== DIRECTIONS ==
Find each line of the entries with the string "format", please, and copy it.

== DATA EXTRACTS ==
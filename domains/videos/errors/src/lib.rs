use common_errors::AppError;
use thiserror::Error;

#[derive(Debug, Error)]
pub enum VideoError {
    #[error("Video not found: {video_id}")]
    NotFound { video_id: String },
    #[error("Invalid input: {0}")]
    InvalidInput(String),
    #[error("Internal error: {0}")]
    InternalError(String),
}

impl From<VideoError> for AppError {
    fn from(err: VideoError) -> Self {
        match err {
            VideoError::NotFound { video_id } => {
                AppError::not_found(
                    "VIDEO_NOT_FOUND",
                    format!("Video with ID {video_id} not found"),
                )
            }
            VideoError::InvalidInput(msg) => {
                AppError::unprocessable_entity("INVALID_VIDEO", msg)
            }
            VideoError::InternalError(msg) => {
                AppError::internal_server_error(format!("Internal error: {msg}"))
            }
        }
    }
}

#[cfg(test)]
mod tests {
    use common_errors::ErrorKind;

    use super::*;

    #[test]
    fn not_found_maps_to_404() {
        let err: AppError = VideoError::NotFound {
            video_id: "v1".into(),
        }
        .into();

        assert_eq!(err.kind, ErrorKind::NotFound);
        assert_eq!(err.code, "VIDEO_NOT_FOUND");
        assert_eq!(err.message, "Video with ID v1 not found");
    }
}
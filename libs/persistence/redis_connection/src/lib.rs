pub use deadpool_redis::Pool;
pub use redis::RedisError;

pub mod config;
pub mod connection;
pub mod core;
pub mod error;
pub mod invalidation;
pub mod layer;
pub mod macros;
pub mod metrics;
pub mod read_through;
pub mod state;
pub mod store;
pub mod ttl;

pub use config::{BackendKind, ConnectPolicy, MemoryConfig, RedisDbConfig};
pub use self::core::{CacheEnvelope, CacheKey, CacheParams, TypedCacheKey};
pub use invalidation::{InvalidationPlan, InvalidationReport};
pub use layer::{CacheHealth, CacheLayer, CacheStats};
pub use metrics::MetricsSnapshot;
pub use read_through::{CacheStatus, Cached};
pub use store::{CacheStore, StoreStats};
pub use ttl::TtlPolicy;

== OUTPUT OF THE EXERCISE ==
                    format!("Video with ID {video_id} not found"),
                AppError::internal_server_error(format!("Internal error: {msg}"))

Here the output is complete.